The Work IN to move out of stress, tension & anxiety
The Work IN to move out of stress, tension & anxiety
Stressing Exercise
Exercise is a classic lever to reduce stress. That’s what they tell us anyway. But rarely is there any guidance given about how or why it works let alone how to make it work for you. That’s what our Work IN is today. I will be giving you a more practical understanding of the mind body connection to exercise for stress reduction and how to harness different intensities to build long lasting buffers to stress triggers.

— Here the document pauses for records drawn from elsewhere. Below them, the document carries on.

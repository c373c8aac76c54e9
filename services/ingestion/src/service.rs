//! The ingestion core: normalize, dedup, publish with retry, recover.
//!
//! # At-least-once publish, exactly-once effect
//! Each normalized signal is published to `external-signals` at most once
//! per dedup-TTL window: the idempotency mark is taken first, and a
//! publish that exhausts its retries clears the mark and parks the signal
//! on the in-memory pending queue for the next cycle. Crash recovery
//! relies on the upstream raw stream retaining the source record.

use serde::Serialize;
use serde_json::Value;
use std::collections::VecDeque;
use std::sync::Arc;
use tokio::sync::Mutex;
use tracing::{debug, error, warn};

use crate::source::SignalSource;
use sr_bus::{publish_message, EventPublisher};
use sr_retry::{with_retry_notify, RetryPolicy};
use sr_state::IdempotencyStore;
use sr_types::{streams, Signal};

/// Outcome of one `ingest_signals` call.
#[derive(Debug, Clone, Copy, Default, PartialEq, Eq, Serialize)]
pub struct IngestSummary {
    pub polled: u64,
    pub queued: u64,
    pub skipped_deduplicated: u64,
    pub published: u64,
    pub failed: u64,
    /// Signals still parked after this call (publish failed; retried next
    /// cycle).
    pub pending: u64,
}

pub struct IngestionService {
    sources: Vec<Arc<dyn SignalSource>>,
    publisher: Arc<dyn EventPublisher>,
    dedup: Arc<dyn IdempotencyStore>,
    retry: RetryPolicy,
    output_stream: String,
    pending: Mutex<VecDeque<Signal>>,
}

impl IngestionService {
    pub fn new(
        sources: Vec<Arc<dyn SignalSource>>,
        publisher: Arc<dyn EventPublisher>,
        dedup: Arc<dyn IdempotencyStore>,
        retry: RetryPolicy,
    ) -> IngestionService {
        IngestionService {
            sources,
            publisher,
            dedup,
            retry,
            output_stream: streams::EXTERNAL_SIGNALS.to_owned(),
            pending: Mutex::new(VecDeque::new()),
        }
    }

    /// Number of signals currently parked for retry.
    pub async fn pending_len(&self) -> usize {
        self.pending.lock().await.len()
    }

    /// Poll every source (failures isolated per source), then ingest
    /// whatever they produced plus anything already parked.
    pub async fn run_cycle(&self) -> IngestSummary {
        let mut raw_events = Vec::new();
        for source in &self.sources {
            match source.poll().await {
                Ok(events) => raw_events.extend(events),
                Err(e) => {
                    warn!(source = source.name(), error = %e, "source poll failed, skipping")
                }
            }
        }
        self.ingest_signals(&raw_events).await
    }

    /// Normalize, enqueue, dedup, and publish a batch of raw events.
    pub async fn ingest_signals(&self, raw_events: &[Value]) -> IngestSummary {
        let mut summary = IngestSummary {
            polled: raw_events.len() as u64,
            ..IngestSummary::default()
        };

        // Normalize into the pending queue, skipping event ids already
        // parked there.
        {
            let mut pending = self.pending.lock().await;
            for raw in raw_events {
                match Signal::normalize(raw) {
                    Ok(signal) => {
                        if pending.iter().any(|s| s.event_id == signal.event_id) {
                            continue;
                        }
                        pending.push_back(signal);
                        summary.queued += 1;
                    }
                    Err(e) => {
                        warn!(error = %e, "dropping unnormalizable raw event");
                        summary.failed += 1;
                    }
                }
            }
        }

        // Publish pending signals in FIFO order.
        let drained: Vec<Signal> = {
            let mut pending = self.pending.lock().await;
            pending.drain(..).collect()
        };
        let mut parked = VecDeque::new();

        for signal in drained {
            match self
                .dedup
                .mark_if_first_seen(&self.output_stream, &signal.event_id)
                .await
            {
                Ok(true) => {}
                Ok(false) => {
                    debug!(event_id = %signal.event_id, "duplicate within dedup window, skipping");
                    summary.skipped_deduplicated += 1;
                    continue;
                }
                Err(e) => {
                    // Dedup store unreachable: keep the signal parked and
                    // try again next cycle rather than risking duplicates.
                    warn!(event_id = %signal.event_id, error = %e, "dedup store unavailable");
                    summary.failed += 1;
                    parked.push_back(signal);
                    continue;
                }
            }

            let publisher = self.publisher.as_ref();
            let stream = self.output_stream.as_str();
            let event_id = signal.event_id.clone();
            let mut publish = || publish_message(publisher, stream, &signal);
            let result = with_retry_notify(
                self.retry,
                |ctx| {
                    warn!(
                        stream,
                        event_id = %event_id,
                        attempt = ctx.attempt,
                        attempts = ctx.attempts,
                        delay_ms = ctx.delay.as_millis() as u64,
                        error = %ctx.error,
                        "publish failed, retrying"
                    );
                },
                &mut publish,
            )
            .await;

            match result {
                Ok(record) => {
                    debug!(event_id = %event_id, id = %record.id, "signal published");
                    summary.published += 1;
                }
                Err(e) => {
                    error!(event_id = %event_id, error = %e, "publish exhausted retries");
                    summary.failed += 1;
                    // Clear the mark so the retry next cycle is not
                    // counted as a duplicate of itself.
                    if let Err(clear_err) =
                        self.dedup.clear(&self.output_stream, &event_id).await
                    {
                        warn!(event_id = %event_id, error = %clear_err, "dedup clear failed");
                    }
                    parked.push_back(signal);
                }
            }
        }

        let mut pending = self.pending.lock().await;
        pending.extend(parked);
        summary.pending = pending.len() as u64;
        summary
    }
}

#[cfg(test)]
mod tests {
    use super::*;
    use crate::source::StaticSource;
    use serde_json::json;
    use sr_bus::{EventStreamReader, MemoryBus};
    use sr_state::MemoryStateStore;
    use std::time::Duration;

    fn service(bus: &MemoryBus, store: &MemoryStateStore) -> IngestionService {
        service_with_sources(bus, store, Vec::new())
    }

    fn service_with_sources(
        bus: &MemoryBus,
        store: &MemoryStateStore,
        sources: Vec<Arc<dyn SignalSource>>,
    ) -> IngestionService {
        IngestionService::new(
            sources,
            Arc::new(bus.clone()),
            Arc::new(store.clone()),
            RetryPolicy::new(4, Duration::from_millis(1)),
        )
    }

    fn raw(event_id: &str) -> Value {
        json!({
            "event_id": event_id,
            "source_type": "NEWS",
            "raw_content": "x",
            "source_reference": "r",
            "geographic_scope": "US-TX",
            "timestamp_utc": "2026-02-23T10:00:00Z",
            "signal_confidence": 0.8,
        })
    }

    #[tokio::test]
    async fn publishes_normalized_signal() {
        let bus = MemoryBus::new();
        let store = MemoryStateStore::new();
        let svc = service(&bus, &store);
        let summary = svc.ingest_signals(&[raw("e1")]).await;
        assert_eq!(summary.published, 1);
        assert_eq!(summary.failed, 0);
        assert_eq!(summary.pending, 0);

        let records = bus.read_recent("external-signals", 10).await.unwrap();
        assert_eq!(records.len(), 1);
        assert_eq!(records[0].message["event_id"], "e1");
        assert_eq!(records[0].message["source_type"], "NEWS");
    }

    #[tokio::test]
    async fn duplicate_within_window_is_skipped() {
        let bus = MemoryBus::new();
        let store = MemoryStateStore::new();
        let svc = service(&bus, &store);
        svc.ingest_signals(&[raw("e1")]).await;
        let second = svc.ingest_signals(&[raw("e1")]).await;
        assert_eq!(second.published, 0);
        assert_eq!(second.skipped_deduplicated, 1);
        assert_eq!(
            bus.read_recent("external-signals", 10).await.unwrap().len(),
            1
        );
    }

    #[tokio::test]
    async fn transient_publish_failures_retry_within_call() {
        let bus = MemoryBus::with_publish_failure_budget(2);
        let store = MemoryStateStore::new();
        let svc = service(&bus, &store);
        let summary = svc.ingest_signals(&[raw("e1")]).await;
        assert_eq!(summary.published, 1);
        assert_eq!(summary.failed, 0);
        assert_eq!(summary.pending, 0);
        assert_eq!(bus.publish_invocations().await, 3);
    }

    #[tokio::test]
    async fn terminal_failure_parks_and_clears_mark() {
        // Budget larger than the retry schedule: every attempt fails.
        let bus = MemoryBus::with_publish_failure_budget(4);
        let store = MemoryStateStore::new();
        let svc = service(&bus, &store);
        let summary = svc.ingest_signals(&[raw("e1")]).await;
        assert_eq!(summary.published, 0);
        assert_eq!(summary.failed, 1);
        assert_eq!(summary.pending, 1);

        // Next cycle retries the parked signal; the cleared mark lets it
        // through.
        let recovery = svc.ingest_signals(&[]).await;
        assert_eq!(recovery.published, 1);
        assert_eq!(recovery.skipped_deduplicated, 0);
        assert_eq!(recovery.pending, 0);
        assert_eq!(
            bus.read_recent("external-signals", 10).await.unwrap().len(),
            1
        );
    }

    #[tokio::test]
    async fn pending_queue_dedups_by_event_id() {
        let bus = MemoryBus::with_publish_failure_budget(4);
        let store = MemoryStateStore::new();
        let svc = service(&bus, &store);
        svc.ingest_signals(&[raw("e1")]).await;
        // Same event arrives again while parked: queued once only.
        let summary = svc.ingest_signals(&[raw("e1")]).await;
        assert_eq!(summary.queued, 0);
        assert_eq!(svc.pending_len().await, 0, "recovered on this call");
    }

    #[tokio::test]
    async fn run_cycle_isolates_failing_sources() {
        struct FailingSource;
        #[async_trait::async_trait]
        impl SignalSource for FailingSource {
            fn name(&self) -> &str {
                "broken"
            }
            async fn poll(&self) -> Result<Vec<Value>, crate::source::SourceError> {
                Err(crate::source::SourceError::new("connection refused"))
            }
        }

        let bus = MemoryBus::new();
        let store = MemoryStateStore::new();
        let svc = service_with_sources(
            &bus,
            &store,
            vec![
                Arc::new(FailingSource),
                Arc::new(StaticSource::new("ok", vec![raw("e1")])),
            ],
        );
        let summary = svc.run_cycle().await;
        assert_eq!(summary.published, 1, "healthy source still ran");
    }

    #[tokio::test]
    async fn unnormalizable_event_counts_failed() {
        let bus = MemoryBus::new();
        let store = MemoryStateStore::new();
        let svc = service(&bus, &store);
        let summary = svc.ingest_signals(&[json!(["not", "an", "object"])]).await;
        assert_eq!(summary.failed, 1);
        assert_eq!(summary.published, 0);
    }
}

As a part of my mission to bring a legacy of resilience through movement, each month you can join me for a hike on the bike trail followed by a free trauma informed vinyasa class back at the studio on Main Street. Go to savagegracecoaching.com to see the calendar and join my newsletter, Yoga Life on Main Street, to stay up to date on all the latest studio news, events and gossip. And now… on to this week’s episode.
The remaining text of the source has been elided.